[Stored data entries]
★ ★ ★
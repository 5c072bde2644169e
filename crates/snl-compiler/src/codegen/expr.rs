//! Expression code generation. Every expression leaves its value in `ac`.

use snl_ast::{BinaryExpr, BinaryOp, Expr};
use snl_core::tm::{Opcode, Register};

use super::{CodeGenerator, Result};

impl<'a> CodeGenerator<'a> {
    pub(super) fn generate_expr(&mut self, expr: &Expr<'_>) -> Result<()> {
        match expr {
            Expr::Const(c) => {
                self.emitter
                    .emit_rm(Opcode::Ldc, Register::Ac, c.value, Register::Ac, "load const");
            }
            Expr::Var(var) => {
                self.find_address(var)?;
                self.emitter.emit_rm(
                    Opcode::Ld,
                    Register::Ac,
                    0,
                    Register::Ac,
                    &format!("load {}", var.name.name),
                );
            }
            Expr::Binary(binary) => self.generate_binary(binary)?,
        }
        Ok(())
    }

    /// Left operand into a temporary, right operand into `ac`, left back
    /// into `ac1`, then `ac <- ac1 op ac`.
    fn generate_binary(&mut self, binary: &BinaryExpr<'_>) -> Result<()> {
        self.generate_expr(binary.left)?;
        self.push_ac("op: push left");
        self.generate_expr(binary.right)?;
        self.pop_into(Register::Ac1, "op: load left");

        let (l, r) = (Register::Ac1, Register::Ac);
        let e = &mut self.emitter;
        match binary.op {
            BinaryOp::Add => e.emit_ro(Opcode::Add, Register::Ac, l, r, "op +"),
            BinaryOp::Sub => e.emit_ro(Opcode::Sub, Register::Ac, l, r, "op -"),
            BinaryOp::Mul => e.emit_ro(Opcode::Mul, Register::Ac, l, r, "op *"),
            BinaryOp::Div => e.emit_ro(Opcode::Div, Register::Ac, l, r, "op /"),
            BinaryOp::Less | BinaryOp::Equal => {
                let jump = if binary.op == BinaryOp::Less {
                    Opcode::Jlt
                } else {
                    Opcode::Jeq
                };
                e.emit_ro(Opcode::Sub, Register::Ac, l, r, &format!("op {}", binary.op));
                e.emit_rm(jump, Register::Ac, 2, Register::Pc, "br if true");
                e.emit_rm(Opcode::Ldc, Register::Ac, 0, Register::Ac, "false case");
                e.emit_rm(Opcode::Lda, Register::Pc, 1, Register::Pc, "unconditional jmp");
                e.emit_rm(Opcode::Ldc, Register::Ac, 1, Register::Ac, "true case");
            }
        }
        Ok(())
    }
}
★ ★ ★
* _Exercise description_
Transcribe the records above in full, exactly as they stand.

* _Answer to this task_
repository 5c072bde2644169e
filename crates/snl-compiler/src/codegen/expr.rs
//! Expression code generation. Every expression leaves its value in `ac`.

use snl_ast::{BinaryExpr, BinaryOp, Expr};
use snl_core::tm::{Opcode, Register};

use super::{CodeGenerator, Result};

impl<'a> CodeGenerator<'a> {
    pub(super) fn generate_expr(&mut self, expr: &Expr<'_>) -> Result<()> {
        match expr {
            Expr::Const(c) => {
                self.emitter
                    .emit_rm(Opcode::Ldc, Register::Ac, c.value, Register::Ac, "load const");
            }
            Expr::Var(var) => {
                self.find_address(var)?;
                self.emitter.emit_rm(
                    Opcode::Ld,
                    Register::Ac,
                    0,
                    Register::Ac,
                    &format!("load {}", var.name.name),
                );
            }
            Expr::Binary(binary) => self.generate_binary(binary)?,
        }
        Ok(())
    }

    /// Left operand into a temporary, right operand into `ac`, left back
    /// into `ac1`, then `ac <- ac1 op ac`.
    fn generate_binary(&mut self, binary: &BinaryExpr<'_>) -> Result<()> {
        self.generate_expr(binary.left)?;
        self.push_ac("op: push left");
        self.generate_expr(binary.right)?;
        self.pop_into(Register::Ac1, "op: load left");

        let (l, r) = (Register::Ac1, Register::Ac);
        let e = &mut self.emitter;
        match binary.op {
            BinaryOp::Add => e.emit_ro(Opcode::Add, Register::Ac, l, r, "op +"),
            BinaryOp::Sub => e.emit_ro(Opcode::Sub, Register::Ac, l, r, "op -"),
            BinaryOp::Mul => e.emit_ro(Opcode::Mul, Register::Ac, l, r, "op *"),
            BinaryOp::Div => e.emit_ro(Opcode::Div, Register::Ac, l, r, "op /"),
            BinaryOp::Less | BinaryOp::Equal => {
                let jump = if binary.op == BinaryOp::Less {
                    Opcode::Jlt
                } else {
                    Opcode::Jeq
                };
                e.emit_ro(Opcode::Sub, Register::Ac, l, r, &format!("op {}", binary.op));
                e.emit_rm(jump, Register::Ac, 2, Register::Pc, "br if true");
                e.emit_rm(Opcode::Ldc, Register::Ac, 0, Register::Ac, "false case");
                e.emit_rm(Opcode::Lda, Register::Pc, 1, Register::Pc, "unconditional jmp");
                e.emit_rm(Opcode::Ldc, Register::Ac, 1, Register::Ac, "true case");
            }
        }
        Ok(())
    }
}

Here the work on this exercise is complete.